If you had looked in the window of my house on August 18, 2020, you would have seen me looking out of it. I would have appeared as a man lost in thought. If you wanted to know what I was thinking you would have entered my house and put a stethoscope to my head. This is what you would have heard:
The grass is getting long. Do I want to mow the lawn? The forecast said rain later, but it looks fine now. I could probably get it done. But what if it rains early and I can’t finish? Then I’ll have a half-mowed lawn and it would drive me crazy. I need closure. Why do I always procrastinate? I’ll score points with Cathy (my wife) if I do it now. Maybe she’ll bake banana bread. I eat too much of that stuff. Am I gaining weight? The bird feeder’s empty. Why did I buy a house with a big lawn? Did I pay the mortgage? I can’t remember. Is there something wrong with my memory? I should mow. If I wear a hat, do I need sunscreen? Why do I chew my nails every time I have a job to do?
And so on. The longer you listened, the more you would have heard these aimless thoughts banging around in my head like a pinball machine until finally, driven to distraction, you would have yelled, “JUST MOW THE LAWN!” Unfortunately, I would not have heard you because, as I said, I was lost in thought deciding whether to mow the lawn.
Does this sound at all familiar? As a Toastmaster you work hard at talking to other people. And yet, truth be told, you probably spend far more time talking to yourself. I don’t mean those positive self-affirmations when you look in the mirror and say, “I’m beautiful just the way I am.” I tried that and before I could get out a word, my mind said, You need a haircut. That’s because your mind has a mind of its own. It never shuts up, and it certainly doesn’t listen to you. Tell yourself not to think of a white rabbit and what happens? Sit down to listen to music and you think, Am I using too much hair gel? Go to sleep and you dream you’re being chased with an axe by your third-grade art teacher. It’s like a carnival fun house in there, where the show never stops.

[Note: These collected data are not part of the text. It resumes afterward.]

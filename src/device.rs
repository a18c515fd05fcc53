//! The virtual interface the engine reads packets from and writes packets to.

use std::{future::Future, io};

use tokio::sync::{mpsc, Mutex};
use tokio_util::sync::CancellationToken;

/// One IPv4 datagram per call in each direction.
pub trait TunDevice: Send + Sync + 'static {
    /// Reads the next datagram into `buf`, returning its length.
    fn recv(&self, buf: &mut [u8]) -> impl Future<Output = io::Result<usize>> + Send;

    /// Writes one complete datagram.
    fn send(&self, packet: &[u8]) -> impl Future<Output = io::Result<()>> + Send;

    /// Closes the interface handle. Pending and later `recv`/`send` calls fail.
    fn close(&self);
}

/// An interface backed by channels, for embedders that exchange packets in memory.
#[derive(Debug)]
pub struct ChannelDevice {
    inbound: Mutex<mpsc::Receiver<Vec<u8>>>,
    outbound: mpsc::Sender<Vec<u8>>,
    closed: CancellationToken,
}

/// The far side of a [`ChannelDevice`]: injects client packets and collects the
/// packets the engine writes.
#[derive(Debug)]
pub struct DevicePeer {
    tx: mpsc::Sender<Vec<u8>>,
    rx: mpsc::Receiver<Vec<u8>>,
}

impl ChannelDevice {
    pub fn pair(capacity: usize) -> (ChannelDevice, DevicePeer) {
        let (inbound_tx, inbound_rx) = mpsc::channel(capacity);
        let (outbound_tx, outbound_rx) = mpsc::channel(capacity);
        (
            ChannelDevice {
                inbound: Mutex::new(inbound_rx),
                outbound: outbound_tx,
                closed: CancellationToken::new(),
            },
            DevicePeer {
                tx: inbound_tx,
                rx: outbound_rx,
            },
        )
    }
}

fn closed_error() -> io::Error {
    io::Error::new(io::ErrorKind::BrokenPipe, "Device closed")
}

impl TunDevice for ChannelDevice {
    async fn recv(&self, buf: &mut [u8]) -> io::Result<usize> {
        let mut inbound = self.inbound.lock().await;
        tokio::select! {
            _ = self.closed.cancelled() => Err(closed_error()),
            packet = inbound.recv() => match packet {
                Some(packet) => {
                    let len = packet.len().min(buf.len());
                    buf[..len].copy_from_slice(&packet[..len]);
                    Ok(len)
                }
                None => Err(io::Error::new(
                    io::ErrorKind::UnexpectedEof,
                    "Device peer went away",
                )),
            },
        }
    }

    async fn send(&self, packet: &[u8]) -> io::Result<()> {
        if self.closed.is_cancelled() {
            return Err(closed_error());
        }
        tokio::select! {
            _ = self.closed.cancelled() => Err(closed_error()),
            sent = self.outbound.send(packet.to_vec()) => sent.map_err(|_| closed_error()),
        }
    }

    fn close(&self) {
        self.closed.cancel();
    }
}

impl DevicePeer {
    /// Hands a packet to the engine as if the client had sent it.
    pub async fn inject(&self, packet: Vec<u8>) -> io::Result<()> {
        self.tx.send(packet).await.map_err(|_| closed_error())
    }

    /// The next packet the engine wrote, or `None` once the device is gone.
    pub async fn next_packet(&mut self) -> Option<Vec<u8>> {
        self.rx.recv().await
    }

    pub fn try_next_packet(&mut self) -> Option<Vec<u8>> {
        self.rx.try_recv().ok()
    }
}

As a Toastmaster you work hard at talking to other people. And yet you probably spend far more time talking to yourself.
Where do all these random thoughts come from? Well, you have to understand that when you talk to your “self,” only 5% of your brain is listening—approximately the same as when you talk to a politician. This is the conscious mind, and a fine little one it is. It can solve crossword puzzles, plan vacations, and send people to the moon. But it can’t tell you why you like the color orange, hate the smell of hot dogs, or dream that your third-grade art teacher is an axe murderer.
Those answers—and thousands more—reside in the vast unconscious, which accounts for 95% of your cognitive activity. It’s like an enormous Amazon warehouse stocked with all the memories, feelings, and experiences you’ve decided to forget—until something from the present “orders” them up (a color, a smell, a dream), at which time they’re delivered to the little bungalow of your conscious mind in packages marked Weird Feeling, Strange Thought, or Am I Losing My Mind? No, you’re not going crazy. You’re just not in control. You’re trying to captain the ship with 5% of the crew, while the other 95% are below deck messing with the steering.
This raises some provocative existential questions. If most of what I “know” is hidden from my awareness, do I say, “I don’t know what I know,” or “I’m conscious of how much I’m unconscious of”? When I refer to the “great minds” of civilization, am I talking about people who have simply used the full 5% of their miniscule accessible brain? Do I talk to myself, or does myself talk to me?
This is Alice in Wonderland territory, folks, where things get “curiouser and curiouser,” where you’re Alice and the Cheshire cat is your unconscious giving you a big, fat, smug, know-it-all grin. Well, now you know why.